» Exercise objective
Using the data below, work out how many lines contain "Option", and report only that number.

(Saved entries)
------
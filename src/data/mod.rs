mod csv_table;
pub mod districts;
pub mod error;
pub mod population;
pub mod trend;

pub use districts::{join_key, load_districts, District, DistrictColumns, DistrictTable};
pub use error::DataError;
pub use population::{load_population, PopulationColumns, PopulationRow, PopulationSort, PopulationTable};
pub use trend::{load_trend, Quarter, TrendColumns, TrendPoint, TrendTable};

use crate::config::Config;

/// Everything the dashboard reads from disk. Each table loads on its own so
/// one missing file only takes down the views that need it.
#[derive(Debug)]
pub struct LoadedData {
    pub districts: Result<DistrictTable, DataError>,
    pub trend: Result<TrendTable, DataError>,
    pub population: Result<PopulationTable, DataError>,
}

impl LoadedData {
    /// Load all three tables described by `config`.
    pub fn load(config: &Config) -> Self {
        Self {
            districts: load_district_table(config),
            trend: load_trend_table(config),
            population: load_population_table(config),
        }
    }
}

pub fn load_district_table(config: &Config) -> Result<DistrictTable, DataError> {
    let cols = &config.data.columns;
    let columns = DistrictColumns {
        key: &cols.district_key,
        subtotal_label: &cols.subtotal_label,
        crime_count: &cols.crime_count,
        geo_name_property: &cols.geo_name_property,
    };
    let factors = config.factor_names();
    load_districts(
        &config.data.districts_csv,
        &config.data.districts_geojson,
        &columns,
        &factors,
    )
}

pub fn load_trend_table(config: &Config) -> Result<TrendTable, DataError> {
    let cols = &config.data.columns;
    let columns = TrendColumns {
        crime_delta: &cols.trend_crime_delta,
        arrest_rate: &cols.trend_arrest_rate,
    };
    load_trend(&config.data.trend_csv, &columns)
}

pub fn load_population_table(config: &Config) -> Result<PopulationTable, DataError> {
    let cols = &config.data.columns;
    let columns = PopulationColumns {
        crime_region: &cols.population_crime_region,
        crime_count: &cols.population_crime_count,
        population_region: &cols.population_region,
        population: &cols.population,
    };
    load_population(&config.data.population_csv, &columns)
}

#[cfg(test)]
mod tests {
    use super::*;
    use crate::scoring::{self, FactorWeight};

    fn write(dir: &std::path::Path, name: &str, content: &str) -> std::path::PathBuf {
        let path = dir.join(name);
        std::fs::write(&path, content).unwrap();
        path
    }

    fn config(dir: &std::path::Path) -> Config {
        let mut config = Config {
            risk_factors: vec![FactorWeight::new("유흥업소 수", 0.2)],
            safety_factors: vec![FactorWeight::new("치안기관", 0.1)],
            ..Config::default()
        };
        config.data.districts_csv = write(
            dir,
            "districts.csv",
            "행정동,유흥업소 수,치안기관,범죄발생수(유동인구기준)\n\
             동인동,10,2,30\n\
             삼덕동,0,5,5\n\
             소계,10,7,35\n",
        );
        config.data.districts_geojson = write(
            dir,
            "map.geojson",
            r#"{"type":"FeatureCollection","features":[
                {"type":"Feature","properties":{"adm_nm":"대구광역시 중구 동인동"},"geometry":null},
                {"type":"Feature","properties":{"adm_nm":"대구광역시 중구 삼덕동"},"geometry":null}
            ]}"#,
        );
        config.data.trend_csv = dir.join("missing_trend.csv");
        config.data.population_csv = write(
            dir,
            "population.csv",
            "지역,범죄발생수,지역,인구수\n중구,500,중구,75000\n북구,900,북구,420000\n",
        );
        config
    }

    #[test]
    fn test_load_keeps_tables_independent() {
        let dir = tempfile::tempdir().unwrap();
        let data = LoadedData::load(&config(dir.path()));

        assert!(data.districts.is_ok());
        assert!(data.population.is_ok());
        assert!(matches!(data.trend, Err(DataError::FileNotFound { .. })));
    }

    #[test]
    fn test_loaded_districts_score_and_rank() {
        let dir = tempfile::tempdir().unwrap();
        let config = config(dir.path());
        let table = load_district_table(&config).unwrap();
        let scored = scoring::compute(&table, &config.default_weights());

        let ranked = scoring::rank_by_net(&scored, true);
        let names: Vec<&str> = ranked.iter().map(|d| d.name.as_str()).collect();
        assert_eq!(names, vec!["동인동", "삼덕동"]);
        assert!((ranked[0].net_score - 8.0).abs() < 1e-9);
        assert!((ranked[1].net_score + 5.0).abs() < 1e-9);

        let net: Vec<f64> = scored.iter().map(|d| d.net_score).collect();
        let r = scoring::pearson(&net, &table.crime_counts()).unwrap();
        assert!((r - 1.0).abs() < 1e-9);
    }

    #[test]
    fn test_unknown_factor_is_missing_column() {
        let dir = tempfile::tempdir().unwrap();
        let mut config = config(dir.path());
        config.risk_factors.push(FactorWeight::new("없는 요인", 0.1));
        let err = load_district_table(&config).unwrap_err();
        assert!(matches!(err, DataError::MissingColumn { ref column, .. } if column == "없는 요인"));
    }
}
------
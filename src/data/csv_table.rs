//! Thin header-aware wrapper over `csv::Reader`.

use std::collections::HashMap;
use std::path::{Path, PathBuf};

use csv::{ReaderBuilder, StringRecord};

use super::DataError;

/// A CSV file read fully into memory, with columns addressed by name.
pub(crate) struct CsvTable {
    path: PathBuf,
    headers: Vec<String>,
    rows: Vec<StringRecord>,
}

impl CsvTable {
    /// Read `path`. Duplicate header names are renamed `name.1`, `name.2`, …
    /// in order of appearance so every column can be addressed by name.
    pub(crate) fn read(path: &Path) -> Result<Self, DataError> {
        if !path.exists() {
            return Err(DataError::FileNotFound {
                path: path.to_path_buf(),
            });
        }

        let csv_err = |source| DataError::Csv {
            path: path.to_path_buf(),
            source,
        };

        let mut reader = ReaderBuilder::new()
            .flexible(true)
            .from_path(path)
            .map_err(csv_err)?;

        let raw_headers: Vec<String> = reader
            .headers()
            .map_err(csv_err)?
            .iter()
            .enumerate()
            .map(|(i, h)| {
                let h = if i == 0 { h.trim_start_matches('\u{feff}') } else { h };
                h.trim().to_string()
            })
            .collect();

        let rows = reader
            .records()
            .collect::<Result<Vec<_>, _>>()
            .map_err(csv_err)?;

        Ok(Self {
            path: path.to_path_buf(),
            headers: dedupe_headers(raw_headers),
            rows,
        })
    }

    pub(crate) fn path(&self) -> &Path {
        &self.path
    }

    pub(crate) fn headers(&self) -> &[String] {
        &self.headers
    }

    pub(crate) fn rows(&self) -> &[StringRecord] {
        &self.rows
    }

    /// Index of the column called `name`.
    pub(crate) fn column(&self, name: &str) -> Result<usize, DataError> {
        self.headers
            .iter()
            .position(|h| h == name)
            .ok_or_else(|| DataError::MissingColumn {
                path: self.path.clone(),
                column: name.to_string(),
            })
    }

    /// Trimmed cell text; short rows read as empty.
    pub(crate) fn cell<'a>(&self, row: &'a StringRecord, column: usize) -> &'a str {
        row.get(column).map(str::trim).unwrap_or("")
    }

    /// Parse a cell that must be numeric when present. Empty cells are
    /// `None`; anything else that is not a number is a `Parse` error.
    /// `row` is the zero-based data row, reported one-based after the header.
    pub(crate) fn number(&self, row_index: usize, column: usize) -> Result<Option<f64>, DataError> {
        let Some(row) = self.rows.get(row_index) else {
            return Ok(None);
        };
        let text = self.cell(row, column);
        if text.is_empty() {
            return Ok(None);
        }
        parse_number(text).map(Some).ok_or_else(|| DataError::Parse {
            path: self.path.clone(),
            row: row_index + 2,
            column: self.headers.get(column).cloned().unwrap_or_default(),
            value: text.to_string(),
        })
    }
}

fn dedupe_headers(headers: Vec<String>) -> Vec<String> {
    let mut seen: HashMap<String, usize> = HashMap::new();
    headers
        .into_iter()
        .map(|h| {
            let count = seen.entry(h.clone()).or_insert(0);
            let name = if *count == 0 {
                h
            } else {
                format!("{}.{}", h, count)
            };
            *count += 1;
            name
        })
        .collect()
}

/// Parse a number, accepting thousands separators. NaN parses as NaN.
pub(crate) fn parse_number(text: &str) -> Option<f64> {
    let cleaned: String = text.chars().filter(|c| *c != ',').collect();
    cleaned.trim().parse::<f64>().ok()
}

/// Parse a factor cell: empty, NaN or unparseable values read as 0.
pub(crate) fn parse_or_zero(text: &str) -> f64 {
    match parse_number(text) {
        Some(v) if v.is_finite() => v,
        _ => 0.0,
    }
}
------
» Output for this task
2